On appeal, the Michigan Court of Appeals first considered plaintiff’s argument that the trial court erred when it granted summary disposition in defendant’s favor because Kasha could not release a claim once she had assigned it to plaintiff. In analyzing this claim, the Court noted that the Michigan Supreme Court has “long held that when as assignment of claims occurs after a lawsuit is filed – the subject of which concerns those assigned claims – the assignor may settle or release those claims, precluding any further recovery by the assignee.” The Court clarified that while plaintiff had the right to intervene in the first suit as a result of the assignment, plaintiff had lost that right when it chose not to intervene. Specifically, the Court noted that, in choosing not to intervene, plaintiff acquiesced for Kasha, the assignor, to proceed on its claims.
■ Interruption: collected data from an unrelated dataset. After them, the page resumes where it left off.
//! Commit context - what the host repository just committed
//!
//! Built fresh for each hook invocation and never persisted as-is.

use std::path::Path;

use git2::{ErrorCode, Repository};
use serde::{Deserialize, Serialize};

use crate::core::engine::render_patch;
use crate::core::history::short_hash;
use crate::error::{MemError, OpContext, Result};

#[derive(Debug, Clone, Default, PartialEq, Eq, Serialize, Deserialize)]
pub struct CommitContext {
    /// Short (7-char) commit hash
    pub hash: String,
    /// Subject line of the commit message
    pub message: String,
    pub author: String,
    /// Unified diff of the commit against its first parent
    pub diff: String,
}

impl CommitContext {
    /// Read HEAD of the git repository containing `start`
    ///
    /// A root commit is diffed against the empty tree.
    pub fn gather(start: &Path) -> Result<Self> {
        let repo = discover(start)?;

        let head = repo
            .head()
            .and_then(|h| h.peel_to_commit())
            .op("get HEAD commit")?;
        let tree = head.tree().op("get HEAD tree")?;
        let parent_tree = match head.parent(0) {
            Ok(parent) => Some(parent.tree().op("get parent tree")?),
            Err(e) if e.code() == ErrorCode::NotFound => None,
            Err(e) => return Err(e).op("get parent commit"),
        };

        let diff = repo
            .diff_tree_to_tree(parent_tree.as_ref(), Some(&tree), None)
            .op("diff commit")?;

        let hash = head.id().to_string();
        let author = head.author().name().unwrap_or("").to_string();
        let ctx = Self {
            hash: short_hash(&hash).to_string(),
            message: head.summary().unwrap_or("").trim().to_string(),
            author,
            diff: render_patch(&diff)?,
        };
        Ok(ctx)
    }
}

/// Host git repository enclosing `start`
pub(crate) fn discover(start: &Path) -> Result<Repository> {
    match Repository::discover(start) {
        Ok(repo) => Ok(repo),
        Err(e) if e.code() == ErrorCode::NotFound => {
            Err(MemError::NotAGitRepository(start.to_path_buf()))
        }
        Err(e) => Err(e).op("discover git repository"),
    }
}
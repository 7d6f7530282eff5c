//! Scope - Which physical store governs an operation
//!
//! A scope pairs a working root (where keys live as files) with a store path
//! (where version-control metadata, config and vectors live). The two are
//! deliberately separate so the metadata directory is never tracked inside
//! its own working tree.
//!
//! # Layout
//! - project: root = directory containing `.mem/`, store = `<root>/.mem`
//! - global: root = `~/.memories`, store = `~/.mem`
//!
//! Reads cascade project → global so project entries shadow global ones.

use std::fmt;
use std::path::{Path, PathBuf};
use std::str::FromStr;

use serde::{Deserialize, Serialize};
use tracing::debug;

use crate::config::Paths;
use crate::error::MemError;

/// Name of the metadata directory inside a scope root
pub const STORE_DIR: &str = ".mem";

/// Working root of the global scope, relative to home
pub const GLOBAL_ROOT_DIR: &str = ".memories";

/// Sentinel file marking store initialization; never surfaced as a memory
pub const SENTINEL_FILE: &str = ".mem-init";

/// Ignore file consulted before writes
pub const IGNORE_FILE: &str = ".memignore";

#[derive(Debug, Clone, Copy, PartialEq, Eq, Hash, Serialize, Deserialize)]
#[serde(rename_all = "lowercase")]
pub enum ScopeType {
    Project,
    Global,
}

impl fmt::Display for ScopeType {
    fn fmt(&self, f: &mut fmt::Formatter<'_>) -> fmt::Result {
        match self {
            ScopeType::Project => write!(f, "project"),
            ScopeType::Global => write!(f, "global"),
        }
    }
}

impl FromStr for ScopeType {
    type Err = MemError;

    fn from_str(s: &str) -> Result<Self, Self::Err> {
        match s.to_lowercase().as_str() {
            "project" => Ok(ScopeType::Project),
            "global" => Ok(ScopeType::Global),
            _ => Err(MemError::Config(format!("unknown scope: {}", s))),
        }
    }
}

/// A resolved store location
#[derive(Debug, Clone, PartialEq, Eq, Hash)]
pub struct Scope {
    pub kind: ScopeType,
    /// Tracked working tree
    pub root: PathBuf,
    /// Version-control metadata, config and vectors
    pub store: PathBuf,
}

impl Scope {
    /// Project scope rooted at `root`
    pub fn project(root: impl Into<PathBuf>) -> Self {
        let root = root.into();
        let store = root.join(STORE_DIR);
        Self {
            kind: ScopeType::Project,
            root,
            store,
        }
    }

    pub fn vector_path(&self) -> PathBuf {
        self.store.join("vectors")
    }

    pub fn config_path(&self) -> PathBuf {
        self.store.join("config.toml")
    }

    pub fn sentinel_path(&self) -> PathBuf {
        self.root.join(SENTINEL_FILE)
    }

    pub fn ignore_path(&self) -> PathBuf {
        self.root.join(IGNORE_FILE)
    }

    pub fn is_initialized(&self) -> bool {
        self.store.is_dir()
    }
}

impl fmt::Display for Scope {
    fn fmt(&self, f: &mut fmt::Formatter<'_>) -> fmt::Result {
        write!(f, "{} ({})", self.kind, self.store.display())
    }
}

/// Decides which scope governs an operation
#[derive(Debug, Clone)]
pub struct ScopeResolver {
    paths: Paths,
}

impl ScopeResolver {
    pub fn new(paths: Paths) -> Self {
        Self { paths }
    }

    pub fn paths(&self) -> &Paths {
        &self.paths
    }

    /// The user-global scope under the home directory
    pub fn global(&self) -> Scope {
        Scope {
            kind: ScopeType::Global,
            root: self.paths.home.join(GLOBAL_ROOT_DIR),
            store: self.paths.home.join(STORE_DIR),
        }
    }

    /// Nearest project scope, walking upward from the working directory
    pub fn project(&self) -> Option<Scope> {
        self.find_project_from(&self.paths.cwd)
    }

    fn find_project_from(&self, start: &Path) -> Option<Scope> {
        let global_store = self.global().store;
        let mut current = start.to_path_buf();

        loop {
            let store = current.join(STORE_DIR);
            // The global store lives at ~/.mem and must not pose as a project
            if store.is_dir() && store != global_store {
                debug!(root = %current.display(), "found project scope");
                return Some(Scope::project(current));
            }

            if !current.pop() {
                return None;
            }
        }
    }

    /// `"global"` wins outright; otherwise the project scope if any, else global
    pub fn resolve(&self, hint: &str) -> Scope {
        if hint == "global" {
            return self.global();
        }
        self.project().unwrap_or_else(|| self.global())
    }

    /// Scopes to search for reads, nearest first
    pub fn cascade(&self) -> Vec<Scope> {
        let mut scopes = Vec::with_capacity(2);
        if let Some(project) = self.project() {
            scopes.push(project);
        }
        scopes.push(self.global());
        scopes
    }
}

#[cfg(test)]
mod tests {
    use super::*;
    use tempfile::TempDir;

    fn setup() -> (TempDir, PathBuf, PathBuf) {
        let tmp = TempDir::new().unwrap();
        let home = tmp.path().join("home");
        let work = tmp.path().join("work");
        std::fs::create_dir_all(&home).unwrap();
        std::fs::create_dir_all(&work).unwrap();
        (tmp, home, work)
    }

    #[test]
    fn test_global_layout() {
        let (_tmp, home, work) = setup();
        let resolver = ScopeResolver::new(Paths::new(&home, &work));
        let global = resolver.global();
        assert_eq!(global.kind, ScopeType::Global);
        assert_eq!(global.store, home.join(".mem"));
        assert_eq!(global.root, home.join(".memories"));
        assert_eq!(global.vector_path(), home.join(".mem").join("vectors"));
        assert_eq!(global.config_path(), home.join(".mem").join("config.toml"));
    }

    #[test]
    fn test_project_not_found() {
        let (_tmp, home, work) = setup();
        let resolver = ScopeResolver::new(Paths::new(&home, &work));
        assert!(resolver.project().is_none());
        assert_eq!(resolver.resolve("").kind, ScopeType::Global);
        assert_eq!(resolver.cascade(), vec![resolver.global()]);
    }

    #[test]
    fn test_project_found_walking_up() {
        let (_tmp, home, work) = setup();
        std::fs::create_dir_all(work.join(".mem")).unwrap();
        let nested = work.join("a").join("b");
        std::fs::create_dir_all(&nested).unwrap();

        let resolver = ScopeResolver::new(Paths::new(&home, &nested));
        let project = resolver.project().unwrap();
        assert_eq!(project.kind, ScopeType::Project);
        assert_eq!(project.root, work);
        assert_eq!(project.store, work.join(".mem"));
    }

    #[test]
    fn test_store_file_is_not_a_project() {
        let (_tmp, home, work) = setup();
        std::fs::write(work.join(".mem"), "not a dir").unwrap();
        let resolver = ScopeResolver::new(Paths::new(&home, &work));
        assert!(resolver.project().is_none());
    }

    #[test]
    fn test_resolve_global_hint_wins() {
        let (_tmp, home, work) = setup();
        std::fs::create_dir_all(work.join(".mem")).unwrap();
        let resolver = ScopeResolver::new(Paths::new(&home, &work));

        assert_eq!(resolver.resolve("global").kind, ScopeType::Global);
        assert_eq!(resolver.resolve("").kind, ScopeType::Project);
        assert_eq!(resolver.resolve("project").kind, ScopeType::Project);
    }

    #[test]
    fn test_cascade_order() {
        let (_tmp, home, work) = setup();
        std::fs::create_dir_all(work.join(".mem")).unwrap();
        let resolver = ScopeResolver::new(Paths::new(&home, &work));

        let kinds: Vec<_> = resolver.cascade().iter().map(|s| s.kind).collect();
        assert_eq!(kinds, vec![ScopeType::Project, ScopeType::Global]);
    }

    #[test]
    fn test_global_store_is_not_a_project() {
        let (_tmp, home, _work) = setup();
        std::fs::create_dir_all(home.join(".mem")).unwrap();
        let inside_home = home.join("code");
        std::fs::create_dir_all(&inside_home).unwrap();

        let resolver = ScopeResolver::new(Paths::new(&home, &inside_home));
        assert!(resolver.project().is_none());
        assert_eq!(resolver.cascade().len(), 1);
    }

    #[test]
    fn test_scope_type_parse() {
        assert_eq!("Global".parse::<ScopeType>().unwrap(), ScopeType::Global);
        assert_eq!("project".parse::<ScopeType>().unwrap(), ScopeType::Project);
        assert!("team".parse::<ScopeType>().is_err());
    }
}
//! Collaborators - optional services the store leans on
//!
//! Embedder, vector index and text-completion provider are resolved once per
//! scope into [`Collaborators`]. Each slot is a [`Collaborator`]: either
//! available, or unavailable with a reason. Call sites pick one policy:
//! - [`Collaborator::degrade`] for enrichment (index updates after a write)
//! - [`Collaborator::require`] when the collaborator is the whole point
//!   (semantic search, summarize)

pub mod embed;
pub mod index;
pub mod provider;
pub mod reindex;

use tracing::{debug, warn};
use url::Url;

use crate::config::Config;
use crate::core::scope::Scope;
use crate::error::{MemError, Result};

pub use embed::{Embedder, HttpEmbedder};
pub use index::{FlatIndex, SearchHit, VectorIndex};
pub use provider::{AutoTag, HttpProvider, Provider, StructuredOutput, Summary};
pub use reindex::{ReindexJob, ReindexQueue};

/// An optional collaborator
#[derive(Debug)]
pub enum Collaborator<T> {
    Available(T),
    Unavailable(String),
}

impl<T> Collaborator<T> {
    pub fn is_available(&self) -> bool {
        matches!(self, Collaborator::Available(_))
    }

    /// The collaborator if present; absence is logged and tolerated
    pub fn degrade(&self) -> Option<&T> {
        match self {
            Collaborator::Available(c) => Some(c),
            Collaborator::Unavailable(reason) => {
                debug!(reason = %reason, "collaborator unavailable, degrading");
                None
            }
        }
    }

    pub fn degrade_mut(&mut self) -> Option<&mut T> {
        match self {
            Collaborator::Available(c) => Some(c),
            Collaborator::Unavailable(reason) => {
                debug!(reason = %reason, "collaborator unavailable, degrading");
                None
            }
        }
    }

    /// The collaborator, or `err` when it is missing
    pub fn require(&self, err: MemError) -> Result<&T> {
        match self {
            Collaborator::Available(c) => Ok(c),
            Collaborator::Unavailable(reason) => {
                debug!(reason = %reason, "required collaborator unavailable");
                Err(err)
            }
        }
    }

    pub fn require_mut(&mut self, err: MemError) -> Result<&mut T> {
        match self {
            Collaborator::Available(c) => Ok(c),
            Collaborator::Unavailable(_) => Err(err),
        }
    }

    pub fn into_option(self) -> Option<T> {
        match self {
            Collaborator::Available(c) => Some(c),
            Collaborator::Unavailable(_) => None,
        }
    }
}

/// Every optional collaborator for one scope
pub struct Collaborators {
    pub embedder: Collaborator<std::sync::Arc<dyn Embedder>>,
    pub index: Collaborator<FlatIndex>,
    pub provider: Collaborator<Box<dyn Provider>>,
}

impl Collaborators {
    /// Resolve collaborators from a scope's config
    ///
    /// Never fails: a misconfigured collaborator becomes unavailable.
    pub fn resolve(scope: &Scope, config: &Config) -> Self {
        let embedder = resolve_embedder(config);
        let index = match &embedder {
            Collaborator::Available(e) => open_index(scope, e.dimension()),
            Collaborator::Unavailable(reason) => Collaborator::Unavailable(reason.clone()),
        };
        let provider = resolve_provider(config);

        Self {
            embedder,
            index,
            provider,
        }
    }

    /// All collaborators unavailable
    pub fn none() -> Self {
        Self {
            embedder: Collaborator::Unavailable("embeddings disabled".into()),
            index: Collaborator::Unavailable("embeddings disabled".into()),
            provider: Collaborator::Unavailable("no provider configured".into()),
        }
    }
}

fn resolve_embedder(config: &Config) -> Collaborator<std::sync::Arc<dyn Embedder>> {
    let emb = &config.embeddings;
    if emb.backend != embed::HTTP_BACKEND {
        return Collaborator::Unavailable(format!("embedding backend {:?}", emb.backend));
    }
    match HttpEmbedder::from_config(emb) {
        Ok(e) => Collaborator::Available(std::sync::Arc::new(e)),
        Err(e) => {
            warn!(error = %e, "embedder misconfigured");
            Collaborator::Unavailable(e.to_string())
        }
    }
}

/// `<base>/<path>`, keeping any path the base URL already has
pub(crate) fn endpoint(base: &str, path: &str) -> Result<Url> {
    let base = format!("{}/", base.trim_end_matches('/'));
    Url::parse(&base)
        .and_then(|u| u.join(path))
        .map_err(|e| MemError::Config(format!("invalid base url {:?}: {}", base, e)))
}

/// Load the scope's index, starting empty when nothing is saved yet
pub(crate) fn open_index(scope: &Scope, dimension: usize) -> Collaborator<FlatIndex> {
    let mut index = FlatIndex::new(scope.vector_path(), dimension);
    if let Err(e) = index.load() {
        warn!(error = %e, "failed to load index, starting empty");
    }
    Collaborator::Available(index)
}

fn resolve_provider(config: &Config) -> Collaborator<Box<dyn Provider>> {
    let Some(name) = config.default_provider.as_deref() else {
        return Collaborator::Unavailable("no default provider".into());
    };
    let Some(provider) = config.providers.get(name) else {
        return Collaborator::Unavailable(format!("provider {:?} is not registered", name));
    };
    match HttpProvider::from_config(name, provider) {
        Ok(p) => Collaborator::Available(Box::new(p)),
        Err(e) => {
            warn!(provider = name, error = %e, "provider misconfigured");
            Collaborator::Unavailable(e.to_string())
        }
    }
}
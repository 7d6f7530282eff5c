//! `mem set` command
//!
//! Creates or overwrites a memory and commits it.
//!
//! # Usage
//! ```bash
//! mem set notes/api "timeout is 30s"
//! echo "from stdin" | mem set notes/api
//! mem set notes/api "draft" --no-commit   # stage only
//! ```

use anyhow::{Context, Result};
use clap::Args;
use colored::Colorize;

use super::{content_or_stdin, parse_key, App};

#[derive(Args, Debug)]
pub struct SetArgs {
    /// Memory key (e.g. notes/api)
    pub key: String,

    /// Value; read from stdin when omitted
    pub value: Option<String>,

    /// Commit message (default: "set: <key>")
    #[arg(short, long)]
    pub message: Option<String>,

    /// Stage the change without committing
    #[arg(long)]
    pub no_commit: bool,
}

pub async fn run(args: SetArgs, app: &App) -> Result<()> {
    let key = parse_key(&args.key)?;
    let content = content_or_stdin(args.value)?;

    app.service
        .set(&app.scope, &key, content.as_bytes(), &app.cancel)
        .await
        .context("set memory")?;

    if !args.no_commit {
        let message = args.message.unwrap_or_else(|| format!("set: {}", key));
        app.service
            .commit(&app.scope, &message, &app.cancel)
            .context("commit")?;
    }

    println!("{} Set {}", "✓".green(), key.as_str().cyan());
    Ok(())
}
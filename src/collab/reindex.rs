//! Background reindex queue
//!
//! At most one rebuild runs at a time. A request made while one is in flight
//! is dropped (the running rebuild already covers it). Errors are logged, never
//! returned to the requester.

use std::sync::atomic::{AtomicBool, Ordering};
use std::sync::{Arc, Mutex};
use std::time::Duration;

use async_trait::async_trait;
use tokio::task::JoinHandle;
use tracing::{debug, info, warn};

use crate::error::Result;

/// One unit of reindex work
#[async_trait]
pub trait ReindexJob: Send + Sync + 'static {
    /// Rebuild and persist the index; returns how many memories were indexed
    async fn run(&self) -> Result<usize>;
}

/// Clears the in-flight flag when the task ends, even by panic
struct InFlight(Arc<AtomicBool>);

impl Drop for InFlight {
    fn drop(&mut self) {
        self.0.store(false, Ordering::Release);
    }
}

#[derive(Default)]
pub struct ReindexQueue {
    in_flight: Arc<AtomicBool>,
    handle: Mutex<Option<JoinHandle<()>>>,
}

impl ReindexQueue {
    pub fn new() -> Self {
        Self::default()
    }

    /// Start `job` in the background unless a rebuild is already running
    ///
    /// Returns whether the job was started. Needs a tokio runtime.
    pub fn request(&self, job: Arc<dyn ReindexJob>) -> bool {
        let Ok(runtime) = tokio::runtime::Handle::try_current() else {
            warn!("reindex requested outside a runtime, skipped");
            return false;
        };

        if self
            .in_flight
            .compare_exchange(false, true, Ordering::AcqRel, Ordering::Acquire)
            .is_err()
        {
            debug!("reindex already in flight");
            return false;
        }

        let guard = InFlight(Arc::clone(&self.in_flight));
        let handle = runtime.spawn(async move {
            let _guard = guard;
            match job.run().await {
                Ok(count) => info!(count, "reindex finished"),
                Err(e) => warn!(error = %e, "reindex failed"),
            }
        });

        *self.handle.lock().unwrap_or_else(|p| p.into_inner()) = Some(handle);
        true
    }

    pub fn is_running(&self) -> bool {
        self.in_flight.load(Ordering::Acquire)
    }

    /// Wait up to `timeout` for the current rebuild
    ///
    /// Returns `false` if it was still running when the timeout expired.
    pub async fn drain(&self, timeout: Duration) -> bool {
        let handle = self.handle.lock().unwrap_or_else(|p| p.into_inner()).take();
        let Some(handle) = handle else {
            return true;
        };

        match tokio::time::timeout(timeout, handle).await {
            Ok(Ok(())) => true,
            Ok(Err(e)) => {
                warn!(error = %e, "reindex task aborted");
                true
            }
            Err(_) => {
                warn!(?timeout, "reindex still running, leaving it behind");
                false
            }
        }
    }
}
//! mem - versioned key-value memory store
//!
//! Git for notes you want to keep. Every memory is a file under a scope's
//! root; history, branches and diffs come from a git repository kept apart
//! from the files it tracks.
//!
//! ## Key Concepts
//!
//! - **Scopes**: a project store (`.mem` next to your code) and a global one
//!   under the home directory; reads cascade project → global
//! - **Staging**: writes are staged, `commit` turns them into history
//! - **Hooks**: a git post-commit hook derives memories from each commit's diff
//! - **Collaborators**: embedder, vector index and LLM provider are optional;
//!   features that need one degrade or fail cleanly without it

pub mod cli;
pub mod collab;
pub mod config;
pub mod core;
pub mod error;
pub mod hook;
pub mod service;

pub use crate::core::{Branch, Commit, Key, Memory, Scope, ScopeResolver, ScopeType, VersionedStore};
pub use error::{MemError, Result};
pub use hook::{CommitContext, HookPipeline, HookReport, Strategy};
pub use service::MemoryService;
The Court next examined plaintiff’s claim that res judicata did not apply to its claims because its claims were not ripe and did not arise from the same transaction or occurrence as Kasha’s claims. In examining this claim, the Court noted that “[f]or res judicata to preclude a claim, three elements must be satisfied: (1) the prior action was decided on the merits, (2) both actions involve the same parties or their privies, and (3) the matter in the second case was, or could have been, resolved in the first.” In this case, the Court noted that “while plaintiff’s claims may not have been ripe at the time Kasha filed her complaint because plaintiff’s services had not yet rendered, its claims were ripe at the time plaintiff filed its own lawsuit . . . . There was nothing preventing plaintiff from bringing its claims at the time Kasha’s lawsuit was pending.”
The Court further disagreed with plaintiff’s arguments that its claims arose out of a different transaction or occurrence than Kasha’s claims. In so holding, the Court held that “Kasha sought payment of no-fault benefits from defendant as a result of her November 18, 2016 automobile accident. Plaintiff, through its lawsuit, also sought payment of no-fault benefits arising from the same accident.” Thus, the Court noted “for plaintiff, as an assignee, to exercise any rights under the assignment, those rights must have arisen from the same transaction or occurrence under which the assignor obtained those rights.”